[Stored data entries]
* * * *

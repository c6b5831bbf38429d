//! # Query Engine
//! Maintains the result of one compiled query.
//! - Each collection source has a leaf: a local copy of the collection's
//!   rows that pass the conditions pushed down to that source.
//! - Each body that is not correlated has a [`Stage`]. Correlated bodies are
//!   evaluated on demand, for each row of the enclosing body.
//!
//! For each change batch the dirtied selections are updated in dependency
//! order, each consuming the changes produced by the stages it reads from.

use crate::{
    errors::{EvalError, QueryError},
    eval::{Env, Evaluator, FieldPolicy, Frame, Inputs, Rows},
    stage::{Mode, Stage},
};
use livedb_core::{
    analysis::{
        correlation::{has_nested_evaluation, inner_joins_only, is_correlated},
        pushdown::pushable_conditions,
    },
    graph::{DependencyNode, NodeKey},
    plan::{ExprRef, Idx, Key, QueryBody, Source, SourceKind},
    BuildError, DependencyGraph, Plan, Query,
};
use livedb_store::{Change, CollectionHandle, CollectionId, Row, RowKey, Scalar};
use rustc_hash::FxHashMap;
use std::{
    borrow::Cow,
    collections::{BTreeMap, BTreeSet},
    rc::Rc,
};

struct Leaf {
    node: NodeKey,
    body: Key<QueryBody>,
    position: usize,
    handle: CollectionHandle,
    filters: Vec<ExprRef>,
    rows: Rows,
}

pub struct Engine {
    lp: Rc<Plan>,
    graph: DependencyGraph,
    query: Query,
    policy: FieldPolicy,
    leaves: FxHashMap<Idx<Source>, Leaf>,
    stages: FxHashMap<Idx<QueryBody>, Stage>,
}

impl Engine {
    pub fn new(lp: Rc<Plan>, query: Query, policy: FieldPolicy) -> Result<Self, BuildError> {
        let graph = DependencyGraph::build(&lp, query)?;
        let mut leaves = FxHashMap::default();
        let mut stages = FxHashMap::default();

        for (_, body) in graph.selections() {
            for (position, source) in lp.get_body(body).sources.iter().enumerate() {
                if let SourceKind::Collection(collection) = lp.get_source(*source).kind {
                    leaves.insert(
                        Idx::new(*source),
                        Leaf {
                            node: graph.node_for_source(*source).unwrap(),
                            body,
                            position,
                            handle: lp.get_collection(collection).handle.clone(),
                            filters: pushable_conditions(&lp, body, *source),
                            rows: Rows::new(),
                        },
                    );
                }
            }
            if !is_correlated(&lp, body) {
                let mode = if inner_joins_only(&lp, body) && !has_nested_evaluation(&lp, body) {
                    Mode::Incremental
                } else {
                    Mode::Recompute
                };
                log::debug!("body {} maintained in {mode:?} mode", body.arr_idx());
                stages.insert(Idx::new(body), Stage::new(&lp, &graph, body, mode));
            }
        }

        log::debug!(
            "compiled query to {} nodes, {} leaves and {} stages",
            graph.len(),
            leaves.len(),
            stages.len()
        );
        Ok(Self {
            lp,
            graph,
            query,
            policy,
            leaves,
            stages,
        })
    }

    pub fn plan(&self) -> &Plan {
        &self.lp
    }

    pub fn graph(&self) -> &DependencyGraph {
        &self.graph
    }

    /// The distinct collections read by the query.
    pub fn collections(&self) -> Vec<CollectionHandle> {
        let mut seen = BTreeSet::new();
        let mut sources: Vec<_> = self.leaves.iter().collect();
        sources.sort_by_key(|(idx, _)| **idx);
        sources
            .into_iter()
            .filter(|(_, leaf)| seen.insert(leaf.handle.id()))
            .map(|(_, leaf)| leaf.handle.clone())
            .collect()
    }

    /// Load every leaf from its collection's current contents, and evaluate
    /// the query from scratch.
    pub fn initialize(&mut self) -> Result<(), EvalError> {
        let mut loaded = Vec::with_capacity(self.leaves.len());
        for (idx, leaf) in &self.leaves {
            let mut rows = Rows::new();
            for (key, row) in leaf.handle.entries() {
                if self.passes(leaf, &row)? {
                    rows.insert(key, row);
                }
            }
            loaded.push((*idx, rows));
        }
        for (idx, rows) in loaded {
            if let Some(leaf) = self.leaves.get_mut(&idx) {
                leaf.rows = rows;
            }
        }

        for (_, body) in self.graph.selections() {
            let Some(mode) = self.stages.get(&Idx::new(body)).map(Stage::mode) else {
                continue;
            };
            let mut stage = Stage::new(&self.lp, &self.graph, body, mode);
            stage.recompute(&Evaluator::new(&self.lp, &*self, self.policy), None)?;
            self.stages.insert(Idx::new(body), stage);
        }
        Ok(())
    }

    /// Apply a batch of changes from one collection, returning the changes to
    /// the query's output.
    pub fn apply(&mut self, collection: CollectionId, batch: &[Change]) -> Result<Vec<Change>, EvalError> {
        // decide each change against the leaf's filters before mutating
        let mut decided: Vec<(Idx<Source>, RowKey, Option<Row>)> = Vec::new();
        for (idx, leaf) in self.leaves.iter().filter(|(_, l)| l.handle.id() == collection) {
            for change in batch {
                let kept = if change.is_upsert() && self.passes(leaf, &change.value)? {
                    Some(change.value.clone())
                } else {
                    None
                };
                decided.push((*idx, change.key.clone(), kept));
            }
        }

        let mut changed: FxHashMap<Idx<Source>, BTreeSet<RowKey>> = FxHashMap::default();
        for (idx, key, kept) in decided {
            let Some(leaf) = self.leaves.get_mut(&idx) else {
                continue;
            };
            let modified = match kept {
                Some(row) => leaf.rows.insert(key.clone(), row.clone()).as_ref() != Some(&row),
                None => leaf.rows.remove(&key).is_some(),
            };
            if modified {
                changed.entry(idx).or_default().insert(key);
            }
        }
        if changed.is_empty() {
            return Ok(Vec::new());
        }

        let changed_nodes: Vec<NodeKey> = changed.keys().map(|idx| self.leaves[idx].node).collect();
        let dirty = self.graph.dirtied_by(&changed_nodes);
        log::debug!(
            "batch of {} changes from collection {collection} dirtied {} of {} nodes",
            batch.len(),
            dirty.len(),
            self.graph.len()
        );

        let mut outputs: FxHashMap<Idx<QueryBody>, BTreeSet<RowKey>> = FxHashMap::default();
        let mut root_changes = Vec::new();
        for node in dirty {
            let &DependencyNode::Selection { body } = &self.graph.get(node).node else {
                continue;
            };
            let Some(mut stage) = self.stages.remove(&Idx::new(body)) else {
                continue;
            };
            let result = self.update_stage(&mut stage, &changed, &outputs);
            self.stages.insert(Idx::new(body), stage);
            let changes = result?;
            if body == self.query.body {
                root_changes = changes;
            } else if !changes.is_empty() {
                outputs.insert(Idx::new(body), changes.into_iter().map(|c| c.key).collect());
            }
        }
        Ok(root_changes)
    }

    fn update_stage(
        &self,
        stage: &mut Stage,
        changed: &FxHashMap<Idx<Source>, BTreeSet<RowKey>>,
        outputs: &FxHashMap<Idx<QueryBody>, BTreeSet<RowKey>>,
    ) -> Result<Vec<Change>, EvalError> {
        let ev = Evaluator::new(&self.lp, self, self.policy);
        match stage.mode() {
            Mode::Recompute => stage.recompute(&ev, None),
            Mode::Incremental => {
                let positions: Vec<(usize, BTreeSet<RowKey>)> = self
                    .lp
                    .get_body(stage.body())
                    .sources
                    .iter()
                    .enumerate()
                    .filter_map(|(pos, source)| {
                        let keys = match self.lp.get_source(*source).kind {
                            SourceKind::Collection(_) => changed.get(&Idx::new(*source)),
                            SourceKind::Query(sub) => outputs.get(&Idx::new(sub)),
                        };
                        keys.map(|k| (pos, k.clone()))
                    })
                    .collect();
                if positions.is_empty() {
                    Ok(Vec::new())
                } else {
                    stage.update(&ev, &positions)
                }
            }
        }
    }

    fn passes(&self, leaf: &Leaf, row: &Row) -> Result<bool, EvalError> {
        if leaf.filters.is_empty() {
            return Ok(true);
        }
        let mut env: Env = vec![Scalar::Undefined; leaf.position];
        env.push(Scalar::Record(row.clone()));
        let frame = Frame::new(leaf.body, &env, None);
        let ev = Evaluator::new(&self.lp, self, self.policy);
        for filter in &leaf.filters {
            if !ev.truthy(*filter, &frame)? {
                return Ok(false);
            }
        }
        Ok(true)
    }

    /// The query's current output, in output order.
    pub fn snapshot(&self) -> Vec<(RowKey, Row)> {
        self.stages
            .get(&Idx::new(self.query.body))
            .map(Stage::ordered_rows)
            .unwrap_or_default()
    }

    /// Evaluate a correlated body for one row of its enclosing body.
    fn evaluate_within(&self, body: Key<QueryBody>, outer: &Frame<'_>) -> Result<Stage, EvalError> {
        let mut stage = Stage::new(&self.lp, &self.graph, body, Mode::Recompute);
        stage.recompute(&Evaluator::new(&self.lp, self, self.policy), Some(outer))?;
        Ok(stage)
    }
}

impl Inputs for Engine {
    fn rows<'s>(&'s self, source: Key<Source>, outer: Option<&Frame<'_>>) -> Result<Cow<'s, Rows>, EvalError> {
        match self.lp.get_source(source).kind {
            SourceKind::Collection(_) => Ok(self
                .leaves
                .get(&Idx::new(source))
                .map_or_else(|| Cow::Owned(Rows::new()), |leaf| Cow::Borrowed(&leaf.rows))),
            SourceKind::Query(sub) => match (self.stages.get(&Idx::new(sub)), outer) {
                (Some(stage), _) => Ok(Cow::Borrowed(stage.visible())),
                (None, Some(outer)) => Ok(Cow::Owned(self.evaluate_within(sub, outer)?.into_visible())),
                (None, None) => Err(EvalError::UnboundAlias(self.lp.get_source(source).alias.clone())),
            },
        }
    }

    fn subquery(&self, body: Key<QueryBody>, outer: &Frame<'_>) -> Result<Vec<Row>, EvalError> {
        let rows = match self.stages.get(&Idx::new(body)) {
            Some(stage) => stage.ordered_rows(),
            None => self.evaluate_within(body, outer)?.ordered_rows(),
        };
        Ok(rows.into_iter().map(|(_, row)| row).collect())
    }
}

/// Evaluate a query once against the current contents of its collections.
pub fn evaluate(lp: Rc<Plan>, query: Query, policy: FieldPolicy) -> Result<Vec<(RowKey, Row)>, QueryError> {
    let mut engine = Engine::new(lp, query, policy)?;
    engine.initialize()?;
    Ok(engine.snapshot())
}

/// The current output rows of the query, keyed (used to compare maintained
/// results against evaluation from scratch).
pub fn keyed(rows: Vec<(RowKey, Row)>) -> BTreeMap<RowKey, Row> {
    rows.into_iter().collect()
}
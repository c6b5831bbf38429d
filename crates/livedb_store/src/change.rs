use crate::{key::RowKey, value::Row};
use serde::{Deserialize, Serialize};

#[derive(Clone, Copy, Debug, PartialEq, Eq, Hash, Serialize, Deserialize)]
#[serde(rename_all = "lowercase")]
pub enum ChangeKind {
    Insert,
    Update,
    Delete,
}

impl ChangeKind {
    pub fn symbol(self) -> char {
        match self {
            ChangeKind::Insert => '+',
            ChangeKind::Update => '~',
            ChangeKind::Delete => '-',
        }
    }
}

/// A single row level change. For deletes, `value` holds the removed row.
#[derive(Clone, Debug, PartialEq, Eq, Serialize, Deserialize)]
pub struct Change {
    pub kind: ChangeKind,
    pub key: RowKey,
    pub value: Row,
}

impl Change {
    pub fn insert(key: impl Into<RowKey>, value: Row) -> Self {
        Self {
            kind: ChangeKind::Insert,
            key: key.into(),
            value,
        }
    }

    pub fn update(key: impl Into<RowKey>, value: Row) -> Self {
        Self {
            kind: ChangeKind::Update,
            key: key.into(),
            value,
        }
    }

    pub fn delete(key: impl Into<RowKey>, value: Row) -> Self {
        Self {
            kind: ChangeKind::Delete,
            key: key.into(),
            value,
        }
    }

    /// Inserts and updates both leave a row present at the key.
    pub fn is_upsert(&self) -> bool {
        !matches!(self.kind, ChangeKind::Delete)
    }
}
#![doc = include_str!("../README.md")]

pub mod analysis;
pub mod errors;
pub mod frontend;
pub mod graph;
pub mod plan;
pub mod viz;

pub use errors::BuildError;
pub use frontend::{Operand, QueryScope, RefProxy, SelectItem};
pub use graph::DependencyGraph;
pub use plan::{Direction, JoinKind, Plan, Query};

* * * *

Task details
Return only the lines between the one holding "stage.update(&ev, &positions)" and the one holding "let frame = Frame::new(leaf.body, &env, None);", inclusive, exactly as they appear above.

Task result
                    stage.update(&ev, &positions)
                }
            }
        }
    }

    fn passes(&self, leaf: &Leaf, row: &Row) -> Result<bool, EvalError> {
        if leaf.filters.is_empty() {
            return Ok(true);
        }
        let mut env: Env = vec![Scalar::Undefined; leaf.position];
        env.push(Scalar::Record(row.clone()));
        let frame = Frame::new(leaf.body, &env, None);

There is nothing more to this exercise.